This laptop has a few partitions and is already being dual booted with Windows XP, being:
sda1 = Windows Partition
sda2 = Unknown (won't use this one)
sda3 = Unknown (won't use this one)
sda4 = Unknown (won't use this one)
sda5 = NTFS Partition
sda6 = ext4 Linux root and home folders
sda7 = Swap
What I'm trying for is jut to format sda6 and sda7 and use them the same as before, sda6 for the entire Linux system, including home, and sda7 for swap.
I was usually using the archinstall script to install Arch (although I already did manual installs, but only with guides though). However, there doesn't seem to be an easy way to manipulate the partitions on the Manual Partitioning menu of the archinstall script, together with the Swap option (which only says "true", and not the partition it's going to install on).
Update: It seems I was able to successfully install Arch! I just had to format the partitions with mkfs, and everything worked (after some manual configuration of Grub too).

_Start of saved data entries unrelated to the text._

//! Shared render target lifecycle: color texture + depth/stencil
//! renderbuffer + framebuffer, sized to the current drawing area.

use anyhow::{bail, Result};
use tracing::debug;

use crate::gl_api::GlApi;
use crate::surface::TargetView;

/// One drawable GPU surface.
///
/// Either all handles are non-zero and dimensions positive ("valid"),
/// or everything is zero ("empty"). No partially constructed state is
/// observable outside [`RenderTarget::ensure`].
#[derive(Debug, Default, Clone, Copy, PartialEq, Eq)]
pub struct RenderTarget {
    pub framebuffer: u32,
    pub color_texture: u32,
    pub depth_stencil: u32,
    pub width: i32,
    pub height: i32,
}

/// Result of an [`ensure`](RenderTarget::ensure) call that succeeded.
#[derive(Debug, Clone, Copy, PartialEq, Eq)]
pub enum EnsureOutcome {
    /// Target already valid at the requested size; nothing touched.
    Unchanged,
    /// Target was (re)allocated; any previously issued surface handle
    /// is now stale and must be re-issued.
    Recreated,
}

impl RenderTarget {
    pub fn is_valid(&self) -> bool {
        self.framebuffer != 0
            && self.color_texture != 0
            && self.depth_stencil != 0
            && self.width > 0
            && self.height > 0
    }

    pub fn view(&self) -> TargetView {
        TargetView {
            framebuffer: self.framebuffer,
            color_texture: self.color_texture,
            width: self.width,
            height: self.height,
        }
    }

    /// Release all GPU handles and return to the empty state.
    ///
    /// Deletion order matters on some drivers: unbind first, then
    /// framebuffer, renderbuffer, texture.
    pub fn destroy(&mut self, gl: &impl GlApi) {
        if self.framebuffer == 0 && self.color_texture == 0 && self.depth_stencil == 0 {
            return;
        }
        debug!(
            fbo = self.framebuffer,
            tex = self.color_texture,
            width = self.width,
            height = self.height,
            "destroying render target"
        );
        if self.framebuffer != 0 {
            gl.bind_framebuffer(0);
            gl.delete_framebuffer(self.framebuffer);
        }
        if self.depth_stencil != 0 {
            gl.delete_renderbuffer(self.depth_stencil);
        }
        if self.color_texture != 0 {
            gl.bind_texture_2d(0);
            gl.delete_texture(self.color_texture);
        }
        *self = RenderTarget::default();
    }

    /// Guarantee a valid target of exactly `width` x `height`, or leave
    /// the target empty on driver failure (logged by the caller; the
    /// next frame retries). Idempotent for an unchanged size.
    ///
    /// Host bindings observed on entry are restored before returning,
    /// so the host's renderer never sees our scratch bindings.
    pub fn ensure(&mut self, gl: &impl GlApi, width: i32, height: i32) -> Result<EnsureOutcome> {
        if width <= 0 || height <= 0 {
            bail!("invalid target size {width}x{height}");
        }
        if self.is_valid() && self.width == width && self.height == height {
            return Ok(EnsureOutcome::Unchanged);
        }

        self.destroy(gl);

        let prev_texture = gl.bound_texture_2d();
        let prev_framebuffer = gl.bound_framebuffer();

        let color_texture = gl.gen_texture();
        gl.bind_texture_2d(color_texture);
        gl.color_texture_storage(width, height);

        let framebuffer = gl.gen_framebuffer();
        gl.bind_framebuffer(framebuffer);
        gl.attach_color_texture(color_texture);

        let depth_stencil = gl.gen_renderbuffer();
        gl.depth_stencil_storage(depth_stencil, width, height);
        gl.attach_depth_stencil(depth_stencil);

        let complete = gl.framebuffer_complete();

        gl.bind_framebuffer(prev_framebuffer);
        gl.bind_texture_2d(prev_texture);

        if !complete {
            // Tear down the partial allocation; the target stays empty
            // and the next frame retries.
            gl.delete_framebuffer(framebuffer);
            gl.delete_renderbuffer(depth_stencil);
            gl.delete_texture(color_texture);
            bail!("framebuffer incomplete at {width}x{height}");
        }

        debug!(
            fbo = framebuffer,
            tex = color_texture,
            width,
            height,
            "render target allocated"
        );
        *self = RenderTarget {
            framebuffer,
            color_texture,
            depth_stencil,
            width,
            height,
        };
        Ok(EnsureOutcome::Recreated)
    }
}
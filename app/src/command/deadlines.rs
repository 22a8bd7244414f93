use std::path::PathBuf;

use casereg_analysis::{CaseStatus, DeadlineTracker, MeasureStatus};
use casereg_core::dates;

use super::{Workspace, parse_today, print_table};

/// Input parameters for the Deadlines command strategy.
#[derive(Debug, Clone)]
pub struct DeadlinesInput {
    pub file: Option<PathBuf>,
    /// `dd.mm.yyyy`; today when absent
    pub today: Option<String>,
}

/// Strategy for listing deadline warnings.
///
/// Measure terms that ran out or end within the warning window, and
/// search orders still waiting for a case to be opened.
#[derive(Debug, Clone, Copy)]
pub struct DeadlinesStrategy;

impl super::CommandStrategy for DeadlinesStrategy {
    type Input = DeadlinesInput;

    fn execute(&self, input: Self::Input) -> anyhow::Result<()> {
        let workspace = Workspace::open(input.file)?;
        let today = parse_today(input.today.as_deref())?;
        let config = &workspace.config.deadlines;
        let sets = DeadlineTracker::recompute_at(&workspace.registry, config, today);

        if sets.is_empty() {
            println!("No deadlines need attention as of {}", dates::format_date(today));
            return Ok(());
        }

        let mut rows = Vec::new();
        for record in workspace.registry.iter() {
            let id = record.id();
            if sets.expired.contains(&id) || sets.expiring_soon.contains(&id) {
                if let Some(deadline) = DeadlineTracker::measure_deadline(record, config, today) {
                    let status = match deadline.status {
                        MeasureStatus::Expired => "expired",
                        _ => "expiring soon",
                    };
                    rows.push(vec![
                        id.to_string(),
                        workspace.label(record),
                        "measure".to_string(),
                        status.to_string(),
                        dates::format_date(deadline.expiry),
                        format!("{} days left", deadline.days_left),
                    ]);
                }
            }
            if sets.case_warning.contains(&id) || sets.case_overdue.contains(&id) {
                if let Some(deadline) = DeadlineTracker::case_deadline(record, config, today) {
                    let status = match deadline.status {
                        CaseStatus::Overdue => "case overdue",
                        _ => "case pending",
                    };
                    rows.push(vec![
                        id.to_string(),
                        workspace.label(record),
                        "order".to_string(),
                        status.to_string(),
                        dates::format_date(deadline.order_date),
                        format!("{} days passed", deadline.days_passed),
                    ]);
                }
            }
        }

        print_table(&["#", "Name", "Rule", "Status", "Date", "Term"], &rows);
        println!(
            "\nAs of {}: {} expired, {} expiring soon, {} case warnings, {} case overdue",
            dates::format_date(today),
            sets.expired.len(),
            sets.expiring_soon.len(),
            sets.case_warning.len(),
            sets.case_overdue.len()
        );
        Ok(())
    }
}
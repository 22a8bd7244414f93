use serde::{Deserialize, Serialize};
use std::path::{Path, PathBuf};
use tracing::{debug, info};

use casereg_analysis::{DeadlineConfig, MatchConfig};

const CONFIG_DIR: &str = "casereg";
const CONFIG_FILE: &str = "config.json";

#[derive(Debug, Deserialize, Serialize, Clone, Default, PartialEq, Eq)]
pub struct Config {
    #[serde(default)]
    pub columns: ColumnsConfig,
    #[serde(default)]
    pub deadlines: DeadlineConfig,
    #[serde(default)]
    pub matching: MatchConfig,
    /// Registry snapshot opened last, reused when no path is given.
    #[serde(default, skip_serializing_if = "Option::is_none")]
    pub last_file: Option<PathBuf>,
}

/// How the columns of a loaded registry are read.
#[derive(Debug, Deserialize, Serialize, Clone, PartialEq, Eq)]
pub struct ColumnsConfig {
    /// Person name column; its text before the first comma is the
    /// duplicate key.
    #[serde(default = "ColumnsConfig::default_name_field")]
    pub name_field: String,
    /// Column offered as a single-choice facet filter.
    #[serde(default = "ColumnsConfig::default_facet_field")]
    pub facet_field: String,
    /// Auto-numbered column for appended rows.
    #[serde(default = "ColumnsConfig::default_sequence_field")]
    pub sequence_field: String,
    /// Columns converted to dates on load (`dd.mm.yyyy`).
    #[serde(default = "ColumnsConfig::default_date_fields")]
    pub date_fields: Vec<String>,
    /// Columns converted to booleans on load (`Так`/`Ні`).
    #[serde(default = "ColumnsConfig::default_bool_fields")]
    pub bool_fields: Vec<String>,
}

impl Default for ColumnsConfig {
    fn default() -> Self {
        Self {
            name_field: Self::default_name_field(),
            facet_field: Self::default_facet_field(),
            sequence_field: Self::default_sequence_field(),
            date_fields: Self::default_date_fields(),
            bool_fields: Self::default_bool_fields(),
        }
    }
}

impl ColumnsConfig {
    fn default_name_field() -> String {
        "ПІБ".to_string()
    }

    fn default_facet_field() -> String {
        "Прокуратура".to_string()
    }

    fn default_sequence_field() -> String {
        "ID".to_string()
    }

    fn default_date_fields() -> Vec<String> {
        [
            "Дата_реєстрації",
            "Дата_нар",
            "Дата_повідомлення_підозри",
            "Дата_зупинення",
            "Дата_доручення_розшуку",
            "Дата_заведення_ОРС",
            "Дата_інфо_про_перетин",
            "Дата_адмін",
            "Дата_міжнар_розшуку",
            "Дата_виїзду",
            "Дата_оголошення_в_розшук",
        ]
        .into_iter()
        .map(String::from)
        .collect()
    }

    fn default_bool_fields() -> Vec<String> {
        [
            "Є_виїзд_за_кордон",
            "Є_Інтерпол",
            "Є_інфо_про_перетин_кордону",
            "Є_адмін_відповідальність",
        ]
        .into_iter()
        .map(String::from)
        .collect()
    }

    #[must_use]
    pub fn is_date_field(&self, field: &str) -> bool {
        self.date_fields.iter().any(|f| f == field)
    }

    #[must_use]
    pub fn is_bool_field(&self, field: &str) -> bool {
        self.bool_fields.iter().any(|f| f == field)
    }
}

impl Config {
    pub fn config_dir() -> anyhow::Result<PathBuf> {
        Ok(dirs::home_dir()
            .ok_or_else(|| anyhow::anyhow!("Cannot find home directory"))?
            .join(CONFIG_DIR))
    }

    pub fn config_path() -> anyhow::Result<PathBuf> {
        Ok(Self::config_dir()?.join(CONFIG_FILE))
    }

    pub fn load() -> anyhow::Result<Self> {
        let config_path = Self::config_path()?;

        if !config_path.exists() {
            anyhow::bail!(
                "Config file not found at: {}. Please run 'casereg init' to create config.",
                config_path.display()
            );
        }

        Self::load_from(&config_path)
    }

    /// Like [`Config::load`], but falls back to the defaults when no config
    /// file exists yet.
    pub fn load_or_default() -> anyhow::Result<Self> {
        let config_path = Self::config_path()?;
        if config_path.exists() {
            Self::load_from(&config_path)
        } else {
            debug!("No config at {}, using defaults", config_path.display());
            Ok(Self::default())
        }
    }

    pub fn load_from(path: &Path) -> anyhow::Result<Self> {
        let content = std::fs::read_to_string(path)?;
        let config: Self = serde_json::from_str(&content)?;
        Ok(config)
    }

    pub fn ensure_config_dir() -> anyhow::Result<PathBuf> {
        let config_dir = Self::config_dir()?;
        std::fs::create_dir_all(&config_dir)?;
        Ok(config_dir)
    }

    pub fn create_config() -> anyhow::Result<()> {
        let config_dir = Self::ensure_config_dir()?;
        let config_path = Self::create_config_at(&config_dir)?;

        println!("✅ Created config file at: {}", config_path.display());
        println!();
        println!("📝 Next steps:");
        println!("   1. Check the column names against your registry export");
        println!("   2. Set deadlines.cutoff_date to the day the measure-term rule took effect");
        println!("   3. Run 'casereg report <registry.json>' to see all analyses at once");
        println!();
        println!("🔧 Configuration options:");
        println!("   - deadlines.measure_expiry: from_start (date + term) or valid_until (last date)");
        println!("   - matching.dob_policy: ignore, or require_nearby with a window in bytes");
        println!("   - columns.date_fields / bool_fields: columns converted on load");
        println!();
        Ok(())
    }

    /// Writes the default template into `dir`; refuses to overwrite.
    pub fn create_config_at(dir: &Path) -> anyhow::Result<PathBuf> {
        let config_path = dir.join(CONFIG_FILE);

        if config_path.exists() {
            anyhow::bail!(
                "Config file already exists at: {}. Please edit it directly.",
                config_path.display()
            );
        }

        let template = serde_json::to_string_pretty(&Self::default())?;
        std::fs::write(&config_path, template)?;
        Ok(config_path)
    }

    pub fn save_to(&self, path: &Path) -> anyhow::Result<()> {
        let content = serde_json::to_string_pretty(self)?;
        std::fs::write(path, content)?;
        Ok(())
    }

    /// Remembers the snapshot that was just opened.
    pub fn save_last_file(&mut self, file: &Path) -> anyhow::Result<()> {
        let file = file.canonicalize().unwrap_or_else(|_| file.to_path_buf());
        if self.last_file.as_deref() == Some(file.as_path()) {
            return Ok(());
        }
        self.last_file = Some(file);
        let config_dir = Self::ensure_config_dir()?;
        self.save_to(&config_dir.join(CONFIG_FILE))?;
        info!("Remembered last registry file");
        Ok(())
    }
}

Now I'm dealing with some issues regarding my SiS Mirage 672 card, but that's a post for another day.
Thank you everyone!
So, how can I go about this? To keep the other partitions intact (and Windows being detected by Grub), while only writing Arch over the Xubuntu installed on partitions sda6 and sda7 (Swap)?
I thank anyone who pays attention to this question and provides an answer.
Last edited by WaltzNightray (2024-01-02 00:20:26)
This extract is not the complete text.